The lazy consensus screams that speeding does not save time. But that conclusion relies on flawless, uninterrupted, theoretical journeys where traffic lights do not exist, bottlenecks do not choke lanes, and human behavior is perfectly predictable.

As someone who has spent two decades analyzing logistics, fleet telemetry, and urban transit patterns, I am here to tell you that the "speeding is pointless" crowd is fundamentally wrong. They are measuring the wrong variables, ignoring basic queueing theory, and misunderstanding the compounding value of human time.


The Traffic Light Fallacy and Queueing Theory

The standard anti-speeding argument relies on simple division: $Distance / Speed = Time$.

If you drive 60 miles at 60 mph, it takes 60 minutes. If you drive at 70 mph, it takes 51.4 minutes. "Is nine minutes really worth the risk?" the safety advocates ask, dripping with condescension.

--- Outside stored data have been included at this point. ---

use std::fs::{self, OpenOptions};
use std::io::Write as _;
use std::path::PathBuf;

#[derive(Debug, thiserror::Error)]
pub enum MediaStorageError {
    #[error("media store rejected '{name}': {source}")]
    Write {
        name: String,
        #[source]
        source: std::io::Error,
    },
    #[error("media store unavailable: {0}")]
    Unavailable(String),
}

/// Blob storage collaborator for listing media. Implementations must never
/// overwrite an existing entry; the pipeline builds collision-resistant
/// names on top of this guarantee.
pub trait MediaStorage: Send + Sync {
    /// Store the bytes under `suggested_name` and return the public URL
    /// path the stored blob is reachable at.
    fn store(&self, bytes: &[u8], suggested_name: &str) -> Result<String, MediaStorageError>;
}

/// Filesystem-backed media store serving files below a public URL prefix.
#[derive(Debug, Clone)]
pub struct FsMediaStorage {
    root: PathBuf,
    public_prefix: String,
}

impl FsMediaStorage {
    pub fn new(root: impl Into<PathBuf>, public_prefix: impl Into<String>) -> Self {
        Self {
            root: root.into(),
            public_prefix: public_prefix.into(),
        }
    }
}

impl MediaStorage for FsMediaStorage {
    fn store(&self, bytes: &[u8], suggested_name: &str) -> Result<String, MediaStorageError> {
        fs::create_dir_all(&self.root)
            .map_err(|err| MediaStorageError::Unavailable(err.to_string()))?;

        let name = sanitize_file_name(suggested_name);
        let path = self.root.join(&name);
        // create_new keeps the no-overwrite guarantee.
        let mut file = OpenOptions::new()
            .write(true)
            .create_new(true)
            .open(&path)
            .map_err(|source| MediaStorageError::Write {
                name: name.clone(),
                source,
            })?;
        file.write_all(bytes)
            .map_err(|source| MediaStorageError::Write {
                name: name.clone(),
                source,
            })?;

        Ok(format!(
            "{}/{}",
            self.public_prefix.trim_end_matches('/'),
            name
        ))
    }
}

/// Reduce an uploaded file name to a safe slug: ASCII alphanumerics, dots,
/// dashes, and underscores survive; everything else collapses to a dash.
pub fn sanitize_file_name(raw: &str) -> String {
    let mut slug = raw
        .chars()
        .map(|c| {
            if c.is_ascii_alphanumeric() || matches!(c, '.' | '-' | '_') {
                c.to_ascii_lowercase()
            } else {
                '-'
            }
        })
        .collect::<String>();
    while slug.contains("--") {
        slug = slug.replace("--", "-");
    }
    let trimmed = slug.trim_matches('-');
    if trimmed.is_empty() {
        "upload".to_string()
    } else {
        trimmed.to_string()
    }
}
use homi_api::run;

#[tokio::main]
async fn main() {
    if let Err(err) = run().await {
        eprintln!("application error: {err}");
        std::process::exit(1);
    }
}
use std::sync::Arc;

use chrono::Utc;
use tracing::warn;

use super::domain::{AuditEntry, AuditEntryView};
use super::store::AuditStore;
use crate::marketplace::identity::{AccountId, AccountRepository};
use crate::marketplace::storage::RepositoryError;

/// Fire-and-forget audit writer handed to the services.
///
/// Append failures are swallowed and reported only through the log; the
/// triggering business operation must never observe them.
#[derive(Clone)]
pub struct AuditRecorder {
    store: Arc<dyn AuditStore>,
}

impl AuditRecorder {
    pub fn new(store: Arc<dyn AuditStore>) -> Self {
        Self { store }
    }

    pub fn record(&self, actor: Option<AccountId>, action: &str, detail: impl Into<String>) {
        let entry = AuditEntry {
            actor,
            action: action.to_string(),
            detail: detail.into(),
            occurred_at: Utc::now(),
        };
        if let Err(err) = self.store.append(entry) {
            warn!(%err, action, "audit append failed; operation continues");
        }
    }
}

/// Administrative read side: audit entries joined with the actor's display
/// name, newest first.
pub struct AuditTrail<S, R> {
    store: Arc<S>,
    accounts: Arc<R>,
}

impl<S, R> AuditTrail<S, R>
where
    S: AuditStore,
    R: AccountRepository,
{
    pub fn new(store: Arc<S>, accounts: Arc<R>) -> Self {
        Self { store, accounts }
    }

    pub fn list(&self) -> Result<Vec<AuditEntryView>, RepositoryError> {
        let mut views = Vec::new();
        for entry in self.store.entries()? {
            let actor_name = match &entry.actor {
                Some(id) => self.accounts.fetch(id)?.map(|a| a.display_name()),
                None => None,
            };
            views.push(AuditEntryView {
                actor_id: entry.actor,
                actor_name,
                action: entry.action,
                detail: entry.detail,
                occurred_at: entry.occurred_at,
            });
        }
        Ok(views)
    }
}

This math works only if you are driving on an empty salt flat in Utah. In the real world, your commute is an obstacle course of dynamic bottlenecks. The true value of speed is not about shaving seconds off a continuous stretch of asphalt; it is about positioning yourself ahead of the wave.

The Compound Delay of Missing a Green Light

Traffic engineers design signal progression (what we call "green waves") for specific speeds. However, these systems are fragile.

If you travel at the exact posted speed limit in a congested corridor, you are highly likely to hit the tail end of a platoon of vehicles. Once you drop behind that platoon, you miss the trigger window for the next green light.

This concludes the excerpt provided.